Ingest Native Files

Overview

About native ingestion

If you receive native files without a load file, you can easily ingest them directly into an existing case. All major native file types can be ingested, including Microsoft Outlook® .PST and .OST files.

In addition, native file metadata, such as file properties, can be mapped to a case’s fields as needed.

Deduplication

Deduplication is available in discovery ][ Local for native ingestion. “De-duping” allows you to eliminate redundant documents from the native file set (and thus your case), at either the custodian or case level.

During ingestion, Local evaluates documents and assigns a SHA1_HASH value for each document, based on document analysis and the options you select. Only one instance of files with the same SHA1_HASH value is ingested into the case.

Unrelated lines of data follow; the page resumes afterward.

//! # nis-config
//!
//! Layered configuration loading for nextinspace using figment.
//!
//! Configuration sources (in priority order, highest wins):
//! 1. Environment variables (`NEXTINSPACE_*` prefix, `__` as separator)
//! 2. Project-level `./nextinspace.toml`
//! 3. User-level `~/.config/nextinspace/config.toml`
//! 4. Built-in defaults
//!
//! # Environment Variable Mapping
//!
//! Figment maps `NEXTINSPACE_API__TIMEOUT_SECS` -> `api.timeout_secs`,
//! `NEXTINSPACE_GENERAL__DEFAULT_COUNT` -> `general.default_count`, etc.
//!
//! # Usage
//!
//! ```no_run
//! use nis_config::NisConfig;
//!
//! let config = NisConfig::load_with_dotenv().expect("config");
//! println!("API: {}", config.api.base_url);
//! ```

mod api;
mod error;
mod general;

pub use api::{ApiConfig, DEFAULT_BASE_URL};
pub use error::ConfigError;
pub use general::GeneralConfig;

use figment::{
    Figment,
    providers::{Env, Format, Serialized, Toml},
};
use serde::{Deserialize, Serialize};
use std::path::PathBuf;

/// Project-local config file name, looked up in the working directory.
pub const LOCAL_CONFIG_FILE: &str = "nextinspace.toml";

#[derive(Debug, Clone, Default, Deserialize, Serialize)]
pub struct NisConfig {
    #[serde(default)]
    pub api: ApiConfig,
    #[serde(default)]
    pub general: GeneralConfig,
}

impl NisConfig {
    /// Load and validate configuration from TOML files and environment
    /// variables.
    ///
    /// # Errors
    ///
    /// Returns [`ConfigError`] if a source fails to parse or a value is out
    /// of range.
    pub fn load() -> Result<Self, ConfigError> {
        Self::from_figment(&Self::figment())
    }

    /// Same as [`NisConfig::load`], after loading `.env` from the current
    /// directory if present.
    ///
    /// # Errors
    ///
    /// See [`NisConfig::load`].
    pub fn load_with_dotenv() -> Result<Self, ConfigError> {
        let _ = dotenvy::dotenv();
        Self::load()
    }

    /// Extract and validate from an arbitrary figment.
    ///
    /// # Errors
    ///
    /// See [`NisConfig::load`].
    pub fn from_figment(figment: &Figment) -> Result<Self, ConfigError> {
        let config: Self = figment.extract()?;
        config.validate()?;
        Ok(config)
    }

    /// Build the figment provider chain.
    #[must_use]
    pub fn figment() -> Figment {
        let mut figment = Figment::from(Serialized::defaults(Self::default()));

        if let Some(global_path) = Self::global_config_path() {
            if global_path.exists() {
                figment = figment.merge(Toml::file(global_path));
            }
        }

        let local_path = PathBuf::from(LOCAL_CONFIG_FILE);
        if local_path.exists() {
            figment = figment.merge(Toml::file(local_path));
        }

        figment.merge(Env::prefixed("NEXTINSPACE_").split("__"))
    }

    /// # Errors
    ///
    /// Returns [`ConfigError::InvalidValue`] for out-of-range values.
    pub fn validate(&self) -> Result<(), ConfigError> {
        self.api.validate()?;
        if self.general.default_count == 0 {
            return Err(ConfigError::InvalidValue {
                field: "general.default_count".to_string(),
                reason: "must be greater than zero".to_string(),
            });
        }
        Ok(())
    }

    fn global_config_path() -> Option<PathBuf> {
        dirs::config_dir().map(|p| p.join("nextinspace").join("config.toml"))
    }
}
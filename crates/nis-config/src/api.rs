//! Launch Library 2 API client settings.

use std::time::Duration;

use serde::{Deserialize, Serialize};

use crate::ConfigError;

/// Public Launch Library 2 endpoint.
pub const DEFAULT_BASE_URL: &str = "https://ll.thespacedevs.com/2.0.0";

fn default_base_url() -> String {
    String::from(DEFAULT_BASE_URL)
}

const fn default_timeout_secs() -> u64 {
    10
}

fn default_user_agent() -> String {
    format!("nextinspace/{}", env!("CARGO_PKG_VERSION"))
}

const fn default_max_concurrent_vehicle_requests() -> usize {
    4
}

#[derive(Debug, Clone, Deserialize, Serialize)]
pub struct ApiConfig {
    /// Base URL without a trailing slash; endpoint paths are appended to it.
    #[serde(default = "default_base_url")]
    pub base_url: String,

    /// Per-request timeout in seconds.
    #[serde(default = "default_timeout_secs")]
    pub timeout_secs: u64,

    /// `User-Agent` header sent with every request.
    #[serde(default = "default_user_agent")]
    pub user_agent: String,

    /// Upper bound on in-flight vehicle lookups. The public API is
    /// rate-limited per client.
    #[serde(default = "default_max_concurrent_vehicle_requests")]
    pub max_concurrent_vehicle_requests: usize,
}

impl Default for ApiConfig {
    fn default() -> Self {
        Self {
            base_url: default_base_url(),
            timeout_secs: default_timeout_secs(),
            user_agent: default_user_agent(),
            max_concurrent_vehicle_requests: default_max_concurrent_vehicle_requests(),
        }
    }
}

impl ApiConfig {
    #[must_use]
    pub const fn timeout(&self) -> Duration {
        Duration::from_secs(self.timeout_secs)
    }

    /// Check value ranges that serde cannot express.
    ///
    /// # Errors
    ///
    /// Returns [`ConfigError::InvalidValue`] for an empty or non-HTTP base
    /// URL, a zero timeout, or a zero concurrency cap.
    pub fn validate(&self) -> Result<(), ConfigError> {
        if !(self.base_url.starts_with("http://") || self.base_url.starts_with("https://")) {
            return Err(invalid("api.base_url", "must start with http:// or https://"));
        }
        if self.timeout_secs == 0 {
            return Err(invalid("api.timeout_secs", "must be greater than zero"));
        }
        if self.max_concurrent_vehicle_requests == 0 {
            return Err(invalid(
                "api.max_concurrent_vehicle_requests",
                "must be greater than zero",
            ));
        }
        Ok(())
    }
}

fn invalid(field: &str, reason: &str) -> ConfigError {
    ConfigError::InvalidValue {
        field: field.to_string(),
        reason: reason.to_string(),
    }
}
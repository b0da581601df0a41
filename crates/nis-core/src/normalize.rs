//! Launch Library 2 payload normalization.
//!
//! Each function takes one raw result object exactly as the API returned it
//! and builds a record. Every read goes through [`crate::extract`], so a
//! missing or `null` branch only ever produces an absent field. The one hard
//! failure is a timestamp that is present but malformed.

use serde_json::Value;

use crate::dates::{self, DateFormat, EventDate};
use crate::entities::{Event, Launch, Vehicle};
use crate::errors::NormalizeError;
use crate::extract::{extract, extract_f64, extract_str, extract_string, extract_u32};

/// Path to the vehicle configuration URL inside a launch result.
pub const VEHICLE_URL_PATH: &[&str] = &["rocket", "configuration", "url"];

/// Build an [`Event`] from one `event/upcoming` result.
///
/// # Errors
///
/// Returns [`NormalizeError`] if `date` is present but not a
/// `YYYY-MM-DDTHH:MM:SSZ` string.
pub fn event_from_raw(raw: &Value) -> Result<Event, NormalizeError> {
    Ok(Event {
        name: extract_string(raw, &["name"]),
        location: extract_string(raw, &["location"]),
        date: date_at(raw, &["date"], "date", DateFormat::Timestamp)?,
        description: extract_string(raw, &["description"]),
        category: extract_string(raw, &["type", "name"]),
    })
}

/// Build a [`Launch`] from one `launch` result, attaching `vehicle` as given.
///
/// # Errors
///
/// Returns [`NormalizeError`] if `net` is present but malformed.
pub fn launch_from_raw(raw: &Value, vehicle: Option<Vehicle>) -> Result<Launch, NormalizeError> {
    Ok(Launch {
        name: extract_string(raw, &["name"]),
        location: build_location(
            extract_str(raw, &["pad", "name"]),
            extract_str(raw, &["pad", "location", "name"]),
        ),
        date: date_at(raw, &["net"], "net", DateFormat::Timestamp)?,
        description: extract_string(raw, &["mission", "description"]),
        category: extract_string(raw, &["mission", "type"]),
        vehicle,
    })
}

/// URL of the launcher configuration for a launch result, if any.
#[must_use]
pub fn vehicle_url(raw: &Value) -> Option<&str> {
    extract_str(raw, VEHICLE_URL_PATH)
}

/// Build a [`Vehicle`] from a `config/launcher/{id}` payload.
///
/// # Errors
///
/// Returns [`NormalizeError`] if `maiden_flight` is present but not a
/// `YYYY-MM-DD` string.
pub fn vehicle_from_raw(raw: &Value) -> Result<Vehicle, NormalizeError> {
    Ok(Vehicle {
        name: extract_string(raw, &["full_name"]),
        leo_payload_capacity: extract_f64(raw, &["leo_capacity"]),
        gto_payload_capacity: extract_f64(raw, &["gto_capacity"]),
        liftoff_thrust: extract_f64(raw, &["to_thrust"]),
        liftoff_mass: extract_f64(raw, &["launch_mass"]),
        max_stages: extract_u32(raw, &["max_stage"]),
        height: extract_f64(raw, &["length"]),
        successful_launch_count: extract_u32(raw, &["successful_launches"]),
        consecutive_successful_launch_count: extract_u32(
            raw,
            &["consecutive_successful_launches"],
        ),
        failed_launch_count: extract_u32(raw, &["failed_launches"]),
        maiden_flight_date: date_at(
            raw,
            &["maiden_flight"],
            "maiden_flight",
            DateFormat::Calendar,
        )?,
    })
}

/// Join pad and pad location into a single display location.
#[must_use]
pub fn build_location(pad: Option<&str>, location: Option<&str>) -> Option<String> {
    match (pad, location) {
        (Some(pad), Some(location)) => Some(format!("{pad}, {location}")),
        (Some(only), None) | (None, Some(only)) => Some(only.to_string()),
        (None, None) => None,
    }
}

fn date_at(
    raw: &Value,
    path: &[&str],
    field: &'static str,
    format: DateFormat,
) -> Result<EventDate, NormalizeError> {
    match extract(raw, path) {
        None => Ok(EventDate::Unknown),
        Some(Value::String(text)) => dates::parse(field, Some(text), format),
        Some(other) => Err(NormalizeError::UnexpectedType {
            field,
            found: other.to_string(),
        }),
    }
}
use std::io::IsTerminal;

use anyhow::Context;
use clap::Parser;
use nis_api::{LaunchDetail, SpaceClient};
use nis_config::NisConfig;

mod cli;
mod fetch;
mod output;
mod progress;

#[tokio::main]
async fn main() {
    if let Err(error) = run().await {
        eprintln!("nextinspace error: {error:#}");
        std::process::exit(1);
    }
}

async fn run() -> anyhow::Result<()> {
    let cli = cli::Cli::parse();
    init_tracing(cli.quiet, cli.verbose)?;

    let config = NisConfig::load_with_dotenv().context("failed to load configuration")?;
    let count = usize::try_from(cli.count.unwrap_or(config.general.default_count))
        .context("item count does not fit in memory")?;

    let verbosity = cli.verbosity();
    let detail = if verbosity == cli::Verbosity::Verbose {
        LaunchDetail::WithVehicle
    } else {
        LaunchDetail::Summary
    };

    let client = SpaceClient::new(&config.api).context("failed to build HTTP client")?;
    tracing::debug!(base_url = client.base_url(), "client ready");

    let format = cli.output_format();
    let show_spinner = format == cli::OutputFormat::Text
        && verbosity != cli::Verbosity::Quiet
        && std::io::stderr().is_terminal();
    let progress = progress::Progress::spinner("Fetching upcoming items...", show_spinner);
    let result = fetch::fetch_items(&client, cli.selection(), count, detail).await;
    progress.finish();

    let items = result.context("failed to fetch upcoming items")?;
    output::output(&items, format, verbosity)
}

fn init_tracing(quiet: bool, verbose: bool) -> anyhow::Result<()> {
    let level = if quiet {
        "error"
    } else if verbose {
        "debug"
    } else {
        "warn"
    };

    let filter = tracing_subscriber::EnvFilter::try_from_env("NEXTINSPACE_LOG")
        .unwrap_or_else(|_| tracing_subscriber::EnvFilter::new(level));

    tracing_subscriber::fmt()
        .with_env_filter(filter)
        .with_writer(std::io::stderr)
        .try_init()
        .map_err(|error| anyhow::anyhow!("failed to initialize tracing subscriber: {error}"))?;

    Ok(())
}
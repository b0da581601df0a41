use clap::Parser;

pub mod global;

pub use global::{OutputFormat, Selection, Verbosity};

/// Top-level CLI parser for the `nextinspace` binary.
#[derive(Debug, Parser)]
#[command(name = "nextinspace", version, about = "Never miss a launch.")]
pub struct Cli {
    /// Number of items to display (defaults to `general.default_count`)
    #[arg(value_name = "COUNT", value_parser = clap::value_parser!(u32).range(1..))]
    pub count: Option<u32>,

    /// Only show events (landings, engine tests, spacewalks...)
    #[arg(short, long, conflicts_with = "launches_only")]
    pub events_only: bool,

    /// Only show orbital and suborbital launches
    #[arg(short, long)]
    pub launches_only: bool,

    /// Show launch vehicle details and debug logging
    #[arg(short, long, conflicts_with = "quiet")]
    pub verbose: bool,

    /// Only show name, location, date and type; log errors only
    #[arg(short, long)]
    pub quiet: bool,

    /// Output format: text, json, raw
    #[arg(short, long, value_enum, default_value_t = OutputFormat::Text)]
    pub format: OutputFormat,

    /// Shorthand for `--format json`
    #[arg(long, conflicts_with = "format")]
    pub json: bool,
}

impl Cli {
    #[must_use]
    pub const fn output_format(&self) -> OutputFormat {
        if self.json {
            OutputFormat::Json
        } else {
            self.format
        }
    }

    #[must_use]
    pub const fn selection(&self) -> Selection {
        if self.events_only {
            Selection::EventsOnly
        } else if self.launches_only {
            Selection::LaunchesOnly
        } else {
            Selection::All
        }
    }

    #[must_use]
    pub const fn verbosity(&self) -> Verbosity {
        if self.verbose {
            Verbosity::Verbose
        } else if self.quiet {
            Verbosity::Quiet
        } else {
            Verbosity::Normal
        }
    }
}
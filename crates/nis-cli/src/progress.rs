use std::time::Duration;

use indicatif::{ProgressBar, ProgressStyle};

/// Stderr spinner shown while requests are in flight. A disabled spinner
/// is a no-op.
pub struct Progress {
    bar: Option<ProgressBar>,
}

impl Progress {
    #[must_use]
    pub fn spinner(message: &str, enabled: bool) -> Self {
        if !enabled {
            return Self { bar: None };
        }

        let bar = ProgressBar::new_spinner();
        bar.enable_steady_tick(Duration::from_millis(100));
        bar.set_style(
            ProgressStyle::with_template("{spinner:.cyan} {msg}")
                .unwrap_or_else(|_| ProgressStyle::default_spinner()),
        );
        bar.set_message(message.to_string());
        Self { bar: Some(bar) }
    }

    pub fn finish(self) {
        if let Some(bar) = self.bar {
            bar.finish_and_clear();
        }
    }
}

When deduplication is employed, duplicate files are maintained in their original location(s) and Local provides reports identifying duplicate files.

Basic ingestion process

When native files are ingested, the following actions occur:

  • New records, with image keys defined for ingestion, are added to the case.

  • Newly ingested native files are associated with the new case records.

  • Files contained in an archive file (such as a .ZIP or .PST file) are extracted and processed.

  • Email attachments are extracted and processed.

  • Inline/inserted files in emails (such as an inserted graphic or a logo in email footers) will be extracted and processed if the associated option is selected.

  • Files embedded in other files (for example, a Word file embedded in an Excel file) are extracted and processed.

  • Any native file that is an image format (TIFF, JPG, PDF, etc.), will be included as the image file for the document as well as its native file.

  • NOTE: Image files created in this way will not have word coordinates for search highlighting in the Image tab; search highlighting will appear on the Extracted Text tab (and Quick View tab for text-based native files). If search highlighting is required on the Image tab, OCR the files as explained in Create Multiple Document Images (Bulk TIFF).

  • If you choose to deduplicate files, then Processing will evaluate all native files and ingest only one file of each SHA1_HASH value.

  • The following fields will be populated:

    • BEGATTACH, ENDATTACH

    • BEGDOC, ENDDOC

    • CUSTODIAN, DUP_CUSTODIAN (these fields will be populated if the ingestion definition calls for it.)

    • EXTRACTEDTEXT

    • NATIVE

    • MD5_HASH, SHA1_HASH

    • Other (depending on metadata in files and mapped fields)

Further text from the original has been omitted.